Epoxy compounds which are useful in the present invention as low molecular weight or high molecular weight epoxy compounds, respectively, are preferably derived from bisphenol A, bisphenol E, bisphenol F, bisphenol S, aliphatic and aromatic amines, such as methylene dianiline and aminophenols, and halogen substituted bisphenol resins, novolacs, aliphatic epoxies, and combinations thereof and/or therebetween. More preferably, the organic epoxies are selected from the group comprising diglycidyl ethers of bisphenol A and bisphenol F and epoxy novolacs. Other useful organic epoxies include those disclosed in U.S. Pat. No. 5,019,605, U.S. Pat. No. 4,145,369, U.S. Pat. No. 3,445,436, U.S. Pat. No. 3,018,262, and Handbook of Epoxy Resins by Lee and Neville, McGraw Hill Book Co., New York (1967).
The weight percentages of the one or more high molecular weight epoxy compounds and the one or more low molecular weight epoxy compounds, respectively, with respect to the mass of the precursor and their ratio, need to be adjusted to provide cured or thermoset films having a high toughness and/or advantageous energy absorbing properties. These properties are quantified in the present invention by measuring the shear impact strength (according to a modified ASTM D 950 test method specified in the experimental section below) and/or the so-called floating roller peel strength (measured as specified in the experimental section below) of the cured film. In the present invention the cured films exhibit a floating roller peel strength of at least 150 N/25 mm, more preferably of at least 175 N/25 mm and especially preferably of at least 185 N/25 mm and/or a shear impact strength of at least 12 kN/m², more preferably of at least 15 kN/m²and especially preferably of at least 17.5 kN/m². Both the floating roller peel strength and the shear impact strength are measured at a temperature of 23° C. The preparation of the samples for testing (curing at 125° C. for 60 minutes) and the test methods are detailed in the test method section below. The cured films of the present invention especially preferably exhibit both a floating roller peel strength of at least 150 N/25 mm and a shear impact strength of at least 12 kN/m².
The at least one high molecular weight epoxy compound is included in the precursor of the present invention in a weight percentage of between 30 and 60 wt. %. It was found by the present inventor that the toughness of the cured film and, in particular, its shear impact strength tends to be insufficient for the demanding applications in the aerospace industry if the amount of the at least one high molecular weight epoxy compound is less than about 30 wt. %. It was also found that the surface quality of cured films used for edge sealing and finishing applications tend to deteriorate if the amount of the at least one high molecular weight epoxy compound was more than about 60 wt. % with respect to the mass of the precursor. Without wishing to be bound by such considerations it is speculated by the present inventor that the viscosity of the precursor tends to become too high to allow for a controlled and uniform expansion during curing if the amount of the at least one high molecular weight epoxy compounds is more than about 60 wt. %.

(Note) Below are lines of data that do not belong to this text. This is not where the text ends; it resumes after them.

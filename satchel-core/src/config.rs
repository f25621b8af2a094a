//! Configuration types for adapters, caches, and the registry.
//!
//! Everything here is plain serde-friendly data. Validation happens where
//! a value is consumed: the keyspace rejects empty namespaces and
//! separators, the time resolver rejects malformed `optimize_after`
//! expressions, and the registry checks adapter references up front.

use std::collections::HashMap;
use std::path::PathBuf;

use serde::{Deserialize, Serialize};

use crate::keys::DEFAULT_SEPARATOR;

/// Default item TTL in seconds when neither the call nor the cache
/// profile overrides it.
pub const DEFAULT_TTL_SECS: i64 = 60;

fn default_ttl() -> i64 {
    DEFAULT_TTL_SECS
}

fn default_separator() -> String {
    DEFAULT_SEPARATOR.to_string()
}

fn default_host() -> String {
    "localhost".to_string()
}

fn default_port() -> u16 {
    6379
}

/// Options for one cache adapter instance.
#[derive(Debug, Clone, PartialEq, Eq, Serialize, Deserialize)]
pub struct CacheOptions {
    /// Namespace scoping every key this adapter touches.
    pub namespace: String,

    /// Default TTL in seconds for writes without an explicit expiration.
    #[serde(default = "default_ttl")]
    pub ttl: i64,

    /// Separator between namespace and key segments.
    #[serde(default = "default_separator")]
    pub namespace_separator: String,

    /// Minimum interval between self-triggered optimize passes, as a
    /// time expression. Unset disables garbage collection.
    #[serde(default)]
    pub optimize_after: Option<String>,
}

impl CacheOptions {
    /// Options for `namespace` with the default TTL and separator and
    /// garbage collection disabled.
    pub fn new(namespace: impl Into<String>) -> Self {
        Self {
            namespace: namespace.into(),
            ttl: DEFAULT_TTL_SECS,
            namespace_separator: DEFAULT_SEPARATOR.to_string(),
            optimize_after: None,
        }
    }

    /// Sets the default TTL in seconds.
    pub fn with_ttl(mut self, ttl: i64) -> Self {
        self.ttl = ttl;
        self
    }

    /// Sets the namespace separator.
    pub fn with_separator(mut self, separator: impl Into<String>) -> Self {
        self.namespace_separator = separator.into();
        self
    }

    /// Enables garbage collection with the given minimum interval.
    pub fn with_optimize_after(mut self, expression: impl Into<String>) -> Self {
        self.optimize_after = Some(expression.into());
        self
    }
}

/// Connection parameters for a remote store.
///
/// A unix socket path overrides host and port when set.
#[derive(Debug, Clone, PartialEq, Eq, Serialize, Deserialize)]
pub struct ConnectionParams {
    #[serde(default = "default_host")]
    pub host: String,

    #[serde(default = "default_port")]
    pub port: u16,

    #[serde(default)]
    pub db: i64,

    #[serde(default)]
    pub unix_socket_path: Option<PathBuf>,
}

impl Default for ConnectionParams {
    fn default() -> Self {
        Self {
            host: default_host(),
            port: default_port(),
            db: 0,
            unix_socket_path: None,
        }
    }
}

impl ConnectionParams {
    pub fn with_host(mut self, host: impl Into<String>) -> Self {
        self.host = host.into();
        self
    }

    pub fn with_port(mut self, port: u16) -> Self {
        self.port = port;
        self
    }

    pub fn with_db(mut self, db: i64) -> Self {
        self.db = db;
        self
    }

    pub fn with_unix_socket_path(mut self, path: impl Into<PathBuf>) -> Self {
        self.unix_socket_path = Some(path.into());
        self
    }
}

/// The closed set of adapter kinds the registry can construct.
#[derive(Debug, Clone, Copy, PartialEq, Eq, Hash, Serialize, Deserialize)]
#[serde(rename_all = "lowercase")]
pub enum AdapterKind {
    Redis,
    Memory,
}

/// A named store backend in the registry configuration.
#[derive(Debug, Clone, PartialEq, Eq, Serialize, Deserialize)]
pub struct AdapterSpec {
    pub kind: AdapterKind,

    #[serde(default)]
    pub connection: ConnectionParams,
}

/// A named cache in the registry configuration.
///
/// The cache's name becomes its namespace.
#[derive(Debug, Clone, PartialEq, Eq, Serialize, Deserialize)]
pub struct CacheProfile {
    /// Name of the adapter entry backing this cache.
    pub adapter: String,

    #[serde(default = "default_ttl")]
    pub ttl: i64,

    #[serde(default)]
    pub optimize_after: Option<String>,

    #[serde(default)]
    pub namespace_separator: Option<String>,
}

impl CacheProfile {
    /// Expands this profile into adapter options for `namespace`.
    pub fn to_options(&self, namespace: &str) -> CacheOptions {
        CacheOptions {
            namespace: namespace.to_string(),
            ttl: self.ttl,
            namespace_separator: self
                .namespace_separator
                .clone()
                .unwrap_or_else(default_separator),
            optimize_after: self.optimize_after.clone(),
        }
    }
}

/// Top-level registry configuration: named adapters and named caches.
#[derive(Debug, Clone, Default, PartialEq, Eq, Serialize, Deserialize)]
pub struct RegistryConfig {
    #[serde(default)]
    pub adapters: HashMap<String, AdapterSpec>,

    #[serde(default)]
    pub caches: HashMap<String, CacheProfile>,
}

The at least one low molecular weight epoxy compound is included in the precursor of the present invention in an amount of between 10 and 25 wt. %, more preferably of between 12.5 and 23.5 wt. % and especially preferably between 15 and 22.5 wt. %. It was found by the present inventor that the tackiness of the uncured precursor film tends to be too low for various applications if the amount of the one or more low molecular weight epoxy compounds of component b. is less than about 10 wt. % with respect to the mass of the precursor. If such amount is more than about 25 wt. %, the viscosity of the precursor tends to become too low so that it is difficult to adjust the expansion of the precursor upon curing to the desired volume extension range of between 10 and 100 vol. % and, more preferably, of between 20 and 60 vol. % as measured after curing at 125° C. for 60 minutes. The ratio of the amount of the at least one high molecular weight epoxy compound over the amount of the at least one lower molecular weight epoxy compound preferably is between 1.5 and 6 and more preferably between 2.5 and 5.5. If such weight ratio is less than about 1.5, the cured film tends to exhibit an undesirably low toughness and the expansion behaviour of the precursor during curing is difficult to control. If such weight ratio is higher than about 6, the uncured precursor tends to have an undesirably low tackiness and the void filling and edge sealing properties of the precursor tend to be adversely affected.
Epoxide hardeners useful in the invention are materials that react with the oxirane ring of the organic epoxide to cause substantial cross-linking of the epoxide. These materials contain at least one nucleophilic or electrophilic moiety (such as an active hydrogen atom) that causes the cross-linking reaction to occur. Epoxide hardeners are distinct from epoxide chain extension agents, which primarily become lodged between chains of the organic epoxide and cause little, if any cross-linking. Epoxy hardeners as used herein are also known in the art as curing agents, catalysts, epoxy curatives, and curatives;
Sometimes it is differentiated between epoxide hardeners and accelerators which are used to increase the rate of the epoxide curing reaction. Accelerators typically are multifunctional materials which can also be classified as epoxide hardeners. Therefore, in the present specification, no differentiation is made between hardeners and accelerators.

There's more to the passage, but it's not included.